Our luck was not destined to hold, however. Shortly after the new year, after I had recovered from the week-long hangover that resulted from an ill-planned New Year's party but before I forgot the pain involved with that incident, a winter storm raged across the seas from the Mainland, gathering strength over its long ocean journey. For two days the wind howled and snow descended with a fury, burying the landscape.
Kathy and I did not set foot outside our cottage, drinking endless cups of tea, re-reading favorite books, and generally getting on one another's nerves.

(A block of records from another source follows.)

// SPDX-FileCopyrightText: 2025 Semiotic Labs
//
// SPDX-License-Identifier: Apache-2.0

//! HTTP request handlers module
//!
//! Health, classification, retraining and showcase endpoints.

use std::time::Instant;

use axum::{Json, extract::State};
use serde::{Deserialize, Serialize};
use spam_predictor::{FeatureSet, SpamLabel, TrainingExample, demo_examples, sample_corpus};
use tracing::{debug, info};
use utoipa::ToSchema;

use crate::{
    error::ServerError,
    extractors::JsonExtractor,
    metrics, model,
    state::{HealthCheck, ServerState},
};

/// Health check endpoint handler
#[utoipa::path(
    get,
    path = "/health",
    tag = "health",
    summary = "Health check endpoint",
    description = "Returns service status, whether a trained model is loaded, the active engine, version and environment.",
    responses(
        (status = 200, description = "Service is running", body = HealthCheck)
    )
)]
pub async fn health_handler(State(state): State<ServerState>) -> Json<HealthCheck> {
    Json(state.health_check().await)
}

/// Text classification request
#[derive(Debug, Serialize, Deserialize, ToSchema)]
pub struct ClassifyRequest {
    /// Text to classify
    #[schema(example = "FREE MONEY! Click here to claim your prize!")]
    pub text: Option<String>,
}

/// Text classification result
#[derive(Debug, Clone, Serialize, Deserialize, PartialEq, ToSchema)]
pub struct ClassifyResponse {
    /// Always true for a served classification
    pub success: bool,
    /// The classified text, with surrounding whitespace removed
    pub text: String,
    /// Predicted label
    pub prediction: SpamLabel,
    /// Confidence in the prediction, in [0, 1]
    pub confidence: f64,
    /// Probability of spam, in [0, 1]
    pub spam_probability: f64,
    /// Probability of ham, `1 - spam_probability`
    pub ham_probability: f64,
    /// Structural features of the text
    #[schema(value_type = Object)]
    pub features: FeatureSet,
}

/// Classify a text as spam or ham
///
/// # Errors
///
/// Returns `ServerError` when the text is missing or blank, or when no model
/// is ready.
#[utoipa::path(
    post,
    path = "/v1/classify",
    tag = "classification",
    summary = "Classify text",
    description = "Classifies a short text message as spam or ham and reports probabilities and structural features.",
    request_body = ClassifyRequest,
    responses(
        (status = 200, description = "Text classified", body = ClassifyResponse),
        (status = 400, description = "Missing or empty text, or malformed JSON", body = String),
        (status = 503, description = "No trained model available", body = String)
    )
)]
pub async fn classify_handler(
    State(state): State<ServerState>,
    JsonExtractor(request): JsonExtractor<ClassifyRequest>,
) -> Result<Json<ClassifyResponse>, ServerError> {
    let text = request
        .text
        .ok_or_else(|| ServerError::ValidationError("No text provided".to_string()))?;

    let text = text.trim();
    if text.is_empty() {
        return Err(ServerError::ValidationError(
            "Empty text provided".to_string(),
        ));
    }

    let predictor = state.predictor().await;
    let start = Instant::now();
    let result = predictor.predict(text)?;
    metrics::record_classification(
        predictor.kind(),
        result.prediction(),
        start.elapsed().as_secs_f64(),
    );

    debug!(prediction = %result.prediction(), "Served classification");

    Ok(Json(ClassifyResponse {
        success: true,
        prediction: result.prediction(),
        confidence: result.confidence(),
        spam_probability: result.spam_probability(),
        ham_probability: result.ham_probability(),
        features: *result.features(),
        text: text.to_string(),
    }))
}

/// Retraining request
#[derive(Debug, Default, Serialize, Deserialize, ToSchema)]
pub struct TrainRequest {
    /// Labeled examples; the built-in corpus is used when absent
    pub examples: Option<Vec<TrainingExample>>,
}

/// Retraining result
#[derive(Debug, Clone, Serialize, Deserialize, PartialEq, Eq, ToSchema)]
pub struct TrainResponse {
    /// Whether the new model is serving
    pub success: bool,
    /// Human-readable outcome
    pub message: String,
    /// Number of examples trained on
    pub samples: usize,
}

/// Retrain the model
///
/// # Errors
///
/// Returns `ServerError` when the corpus is degenerate or the new model
/// cannot be persisted.
#[utoipa::path(
    post,
    path = "/v1/train",
    tag = "classification",
    summary = "Retrain the model",
    description = "Retrains the active engine on the supplied examples, or on the built-in corpus when none are given, persists it and swaps it in.",
    request_body(content = TrainRequest, description = "Optional training examples; an empty body trains on the built-in corpus"),
    responses(
        (status = 200, description = "Model retrained", body = TrainResponse),
        (status = 400, description = "Fewer than two examples or a single label", body = String),
        (status = 500, description = "Model could not be saved", body = String)
    )
)]
pub async fn train_handler(
    State(state): State<ServerState>,
    request: Option<JsonExtractor<TrainRequest>>,
) -> Result<Json<TrainResponse>, ServerError> {
    let corpus = request
        .and_then(|JsonExtractor(request)| request.examples)
        .unwrap_or_else(sample_corpus);

    let samples = model::retrain(&state, corpus).await?;
    info!(samples, "Model retrained via API");

    Ok(Json(TrainResponse {
        success: true,
        message: "Model retrained successfully".to_string(),
        samples,
    }))
}

/// Showcase texts grouped by expected label
#[derive(Debug, Clone, Serialize, Deserialize, PartialEq, Eq, ToSchema)]
pub struct ExamplesResponse {
    /// Legitimate messages
    pub ham: Vec<String>,
    /// Spam messages
    pub spam: Vec<String>,
}

/// Example texts for trying out the classifier
#[utoipa::path(
    get,
    path = "/v1/examples",
    tag = "classification",
    summary = "Example texts",
    responses(
        (status = 200, description = "Showcase texts", body = ExamplesResponse)
    )
)]
pub async fn examples_handler() -> Json<ExamplesResponse> {
    let examples = demo_examples();
    Json(ExamplesResponse {
        ham: examples.ham.iter().map(ToString::to_string).collect(),
        spam: examples.spam.iter().map(ToString::to_string).collect(),
    })
}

When, on the third morning, the sun rose and we could see the endless cascade of snow had stopped falling, I could take no longer being confined to the house. Donning my warmest boots, coat, hat, muffler, scarf, and gloves, I forced open the front door - drifts of snow had risen nearly a third of the height of the door - and stepped into the white ocean.

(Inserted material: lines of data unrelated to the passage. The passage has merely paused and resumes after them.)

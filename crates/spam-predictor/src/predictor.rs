// SPDX-FileCopyrightText: 2025 Semiotic Labs
//
// SPDX-License-Identifier: Apache-2.0

//! Main spam prediction orchestrator
//!
//! `SpamPredictor` owns one scoring engine, chosen from the configuration at
//! construction time, and exposes the train / predict / save / load
//! lifecycle on top of it.

use std::{path::Path, sync::Arc, time::Instant};

use shared_types::TrainingExample;
use tracing::{debug, info, instrument};

use crate::{
    config::SpamPredictorConfig,
    engine::ClassificationEngine,
    error::{SpamPredictorError, SpamPredictorResult},
    features::FeatureExtractor,
    keywords::KeywordLists,
    normalizer::Normalizer,
    rules::RuleEngine,
    statistical::StatisticalEngine,
    store::{ModelArtifact, ModelStore},
    types::{EngineKind, EvaluationReport, PredictionResult},
};

/// Main spam prediction orchestrator
///
/// Starts out untrained unless the configured engine needs no corpus. Use
/// [`SpamPredictor::train`] or [`SpamPredictor::load`] to make it ready.
#[derive(Debug)]
pub struct SpamPredictor {
    config: Arc<SpamPredictorConfig>,
    engine: Box<dyn ClassificationEngine>,
}

impl SpamPredictor {
    /// Create a predictor with the given configuration
    #[instrument(skip(config), fields(engine = %config.engine))]
    pub fn new(config: SpamPredictorConfig) -> SpamPredictorResult<Self> {
        config.validate()?;

        let keywords = match &config.keywords_path {
            Some(path) => KeywordLists::from_file(path)?,
            None => KeywordLists::default(),
        };
        let extractor =
            FeatureExtractor::new(Normalizer::new(config.normalizer), Arc::new(keywords));

        let engine: Box<dyn ClassificationEngine> = match config.engine {
            EngineKind::Statistical => Box::new(StatisticalEngine::new(
                extractor,
                config.vectorizer.clone(),
                config.alpha,
            )),
            EngineKind::Rules => Box::new(RuleEngine::new(extractor, config.rule_weights)),
        };

        info!(ready = engine.is_ready(), "Initialized SpamPredictor");

        Ok(Self {
            config: Arc::new(config),
            engine,
        })
    }

    /// Create a predictor and restore it from a saved artifact
    pub fn from_path<P: AsRef<Path>>(
        config: SpamPredictorConfig,
        path: P,
    ) -> SpamPredictorResult<Self> {
        let mut predictor = Self::new(config)?;
        predictor.load(path)?;
        Ok(predictor)
    }

    /// Fit the engine on a labeled corpus
    ///
    /// A degenerate corpus fails with `InsufficientTrainingData` and leaves
    /// the current model in place.
    #[instrument(skip(self, corpus), fields(engine = %self.kind(), examples = corpus.len()))]
    pub fn train(&mut self, corpus: &[TrainingExample]) -> SpamPredictorResult<()> {
        let start_time = Instant::now();
        self.engine.train(corpus)?;
        info!("Training completed in {:?}", start_time.elapsed());
        Ok(())
    }

    /// Classify one text
    ///
    /// Empty text is accepted and yields a well-formed result; rejecting it
    /// is up to the caller.
    pub fn predict(&self, text: &str) -> SpamPredictorResult<PredictionResult> {
        let result = self.engine.predict(text)?;
        debug!(
            prediction = %result.prediction(),
            confidence = result.confidence(),
            "Classified text"
        );
        Ok(result)
    }

    /// Persist the current model
    #[instrument(skip(self, path), fields(path = %path.as_ref().display()))]
    pub fn save<P: AsRef<Path>>(&self, path: P) -> SpamPredictorResult<()> {
        let artifact = ModelArtifact::new(
            *self.engine.normalizer().config(),
            self.engine.export_state()?,
        );
        ModelStore::save(path, &artifact)
    }

    /// Replace the current model with a saved one
    ///
    /// Fails with `ModelUnavailable` when the artifact is missing, corrupt,
    /// of an incompatible version, or belongs to a different engine.
    #[instrument(skip(self, path), fields(path = %path.as_ref().display()))]
    pub fn load<P: AsRef<Path>>(&mut self, path: P) -> SpamPredictorResult<()> {
        let artifact = ModelStore::load(path)?;

        if artifact.state.kind() != self.kind() {
            return Err(SpamPredictorError::model_unavailable(format!(
                "artifact holds a {} model but the {} engine is configured",
                artifact.state.kind(),
                self.kind()
            )));
        }

        self.engine.restore_state(artifact.normalizer, artifact.state)
    }

    /// Whether `predict` can be called
    pub fn is_ready(&self) -> bool {
        self.engine.is_ready()
    }

    /// Active engine
    pub fn kind(&self) -> EngineKind {
        self.engine.kind()
    }

    /// Configuration the predictor was built with
    pub fn config(&self) -> &SpamPredictorConfig {
        &self.config
    }

    /// Measure accuracy over a labeled corpus
    #[instrument(skip(self, corpus), fields(examples = corpus.len()))]
    pub fn evaluate(&self, corpus: &[TrainingExample]) -> SpamPredictorResult<EvaluationReport> {
        let mut report = EvaluationReport::default();
        for example in corpus {
            let result = self.predict(&example.text)?;
            report.record(example.label, result.prediction());
        }

        info!(
            correct = report.correct,
            total = report.total,
            accuracy = report.accuracy,
            "Evaluation completed"
        );
        Ok(report)
    }
}

#[cfg(test)]
mod tests {
    use super::*;
    use crate::corpus::sample_corpus;
    use shared_types::SpamLabel;

    #[test]
    fn statistical_predictor_lifecycle() {
        let mut predictor = SpamPredictor::new(SpamPredictorConfig::default()).unwrap();
        assert!(!predictor.is_ready());
        assert!(matches!(
            predictor.predict("hello").unwrap_err(),
            SpamPredictorError::NotTrained { .. }
        ));

        predictor.train(&sample_corpus()).unwrap();
        assert!(predictor.is_ready());

        // Retraining replaces the model in place
        predictor.train(&sample_corpus()).unwrap();
        assert!(predictor.is_ready());
    }

    #[test]
    fn rules_predictor_is_ready_at_construction() {
        let predictor =
            SpamPredictor::new(SpamPredictorConfig::for_engine(EngineKind::Rules)).unwrap();
        assert!(predictor.is_ready());
        assert_eq!(predictor.kind(), EngineKind::Rules);
    }

    #[test]
    fn invalid_config_is_rejected() {
        let config = SpamPredictorConfig {
            alpha: -1.0,
            ..SpamPredictorConfig::default()
        };
        assert!(SpamPredictor::new(config).is_err());
    }

    #[test]
    fn saving_untrained_model_fails() {
        let dir = tempfile::tempdir().unwrap();
        let predictor = SpamPredictor::new(SpamPredictorConfig::default()).unwrap();
        assert!(predictor.save(dir.path().join("model.json")).is_err());
    }

    #[test]
    fn loading_other_engine_is_unavailable() {
        let dir = tempfile::tempdir().unwrap();
        let path = dir.path().join("model.json");

        let rules =
            SpamPredictor::new(SpamPredictorConfig::for_engine(EngineKind::Rules)).unwrap();
        rules.save(&path).unwrap();

        let mut statistical = SpamPredictor::new(SpamPredictorConfig::default()).unwrap();
        let err = statistical.load(&path).unwrap_err();
        assert!(err.is_model_missing());
        assert!(!statistical.is_ready());
    }

    #[test]
    fn evaluate_reports_per_label_accuracy() {
        let mut predictor = SpamPredictor::new(SpamPredictorConfig::default()).unwrap();
        predictor.train(&sample_corpus()).unwrap();

        let report = predictor.evaluate(&sample_corpus()).unwrap();
        assert_eq!(report.total, 20);
        assert_eq!(report.label(SpamLabel::Spam).total, 10);
        assert_eq!(report.label(SpamLabel::Ham).total, 10);
        assert!(report.accuracy >= 0.9);
    }
}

I am not tall, and though the new snow was powdery I struggled to walk through its knee-high depth. For about a half-hour, the effort had a strangely calming effect, and I felt my grumpiness at Kathy dissipate. The next half-hour went by in a blur, with little in my head, and I walked as though in a trance. When I became aware of my surroundings again, I realized I was soaked through to the skin below the waist and freezing cold. Furthermore, I had no idea where I was.
Through my discomfort I realized it was crazy to think I was lost. I had lived in Caledon for years; I knew the place intimately. Yet I would have sworn I had never seen this area before. True, the landscape was different from its usual vibrant colors, displaying little more than a uniform shade of white. But where were the trees, the houses, the people? I was alone in a prairie of snow that extended as far as the eye could see.

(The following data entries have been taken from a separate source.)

// SPDX-FileCopyrightText: 2025 Semiotic Labs
//
// SPDX-License-Identifier: Apache-2.0

//! Spam Classifier Server Implementation
//!
//! This crate provides the HTTP server for the spam classifier, built with Axum
//! around the [`spam_predictor`] engine, with hierarchical configuration,
//! middleware, metrics and graceful shutdown.
//!
//! # Module Structure
//!
//! - [`config`]: Server configuration and environment management with hierarchical loading
//! - [`error`]: Error types and HTTP response handling with proper status codes
//! - [`state`]: Shared application state holding the active predictor snapshot
//! - [`model`]: Model bootstrap at startup and retraining
//! - [`server`]: Main server implementation, lifecycle, and coordinated shutdown
//! - [`routes`]: Route configuration and HTTP request handlers
//! - [`extractors`]: JSON extraction with descriptive parse errors
//! - [`middleware`]: Per-client rate limiting
//! - [`metrics`]: Prometheus counters, histograms and gauges
//! - [`docs`]: `OpenAPI` document and Swagger UI page
//!
//! # Key Features
//!
//! - **Self-healing startup**: Loads the persisted model, retrying transient failures, and trains on the built-in corpus when none is usable
//! - **Lock-light serving**: Requests classify against an immutable predictor snapshot while retraining swaps in a replacement
//! - **Graceful Shutdown**: Coordinated termination using `CancellationToken` with timeouts
//! - **Rate Limiting**: IP-based request limiting with configurable requests per minute
//! - **Comprehensive Middleware**: Request ids, tracing, CORS and timeouts

pub mod config;
pub mod docs;
pub mod error;
pub mod extractors;
pub mod metrics;
pub mod middleware;
pub mod model;
pub mod routes;
pub mod server;
pub mod state;

pub use config::{Environment, ServerConfig};
pub use error::{ServerError, ServerResult};
pub use server::{Server, ShutdownConfig};
pub use state::{HealthCheck, HealthStatus, ServerState};
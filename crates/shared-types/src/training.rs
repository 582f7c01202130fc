// SPDX-FileCopyrightText: 2025 Semiotic Labs
//
// SPDX-License-Identifier: Apache-2.0

//! Labeled training examples

use serde::{Deserialize, Serialize};
use utoipa::ToSchema;

use crate::label::SpamLabel;

/// A single labeled text used to fit a classifier
#[derive(Debug, Clone, PartialEq, Eq, Serialize, Deserialize, ToSchema)]
pub struct TrainingExample {
    /// Raw message text
    #[schema(example = "FREE SAMPLE! Try our new product today!")]
    pub text: String,
    /// Expected label
    pub label: SpamLabel,
}

impl TrainingExample {
    /// Create a new training example
    pub fn new(text: impl Into<String>, label: SpamLabel) -> Self {
        Self {
            text: text.into(),
            label,
        }
    }

    /// Create a spam-labeled example
    pub fn spam(text: impl Into<String>) -> Self {
        Self::new(text, SpamLabel::Spam)
    }

    /// Create a ham-labeled example
    pub fn ham(text: impl Into<String>) -> Self {
        Self::new(text, SpamLabel::Ham)
    }
}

The only thing that interrupted the snow was a small object far in the distance. Though hard to tell in the glare, the object appeared to be… a single Caledon rose, growing uncertainly through the blanket of snow. How could this be?
The exhaustion rippled through me as a wave. With single-minded focus, I staggered toward the rose. The rational part of my mind urged me to stop, to harness my fading strength and find shelter. But I was drawn to that unlikely, that impossible rose, alive and growing despite the efforts of Mother Nature. I forced myself to keep putting one foot in front of the other, slowly drawing nearer to my prize.
Close now. The rose - and, indeed, it was a Caledon rose - was tantalizingly near. With the last of my strength, I reached out to the flower as though it would re-energize me. I extended my arm, extended my fingers… and found myself falling face first into the snow.
* * *
"What happened?"
"When I finally left my bed, I saw that you were gone. When you didn't return for several hours, I inquired with our neighbors as to whether they had seen you. We followed your footprints in the snow to the meadow behind the house. You had collapsed in the meadow and were freezing to death. Now drink this chicken broth. You're not too old to be bossed around by your elder sister."
"And the rose?"
"The rose? Whatever are you talking about?"
"The Caledon rose, growing out of the snow."
"Sister, you must be more ill than I had thought. How could a rose grow this time of year, much less through the snow?"
I sipped the broth. How indeed? How could I have become lost in the small meadow? So much of what we see is illusion.
(Written to Bella Morte's Where Shadows Lie album, especially "Winter" and "December Dreams," and to Dinosaur Jr.'s I Bet on Sky.)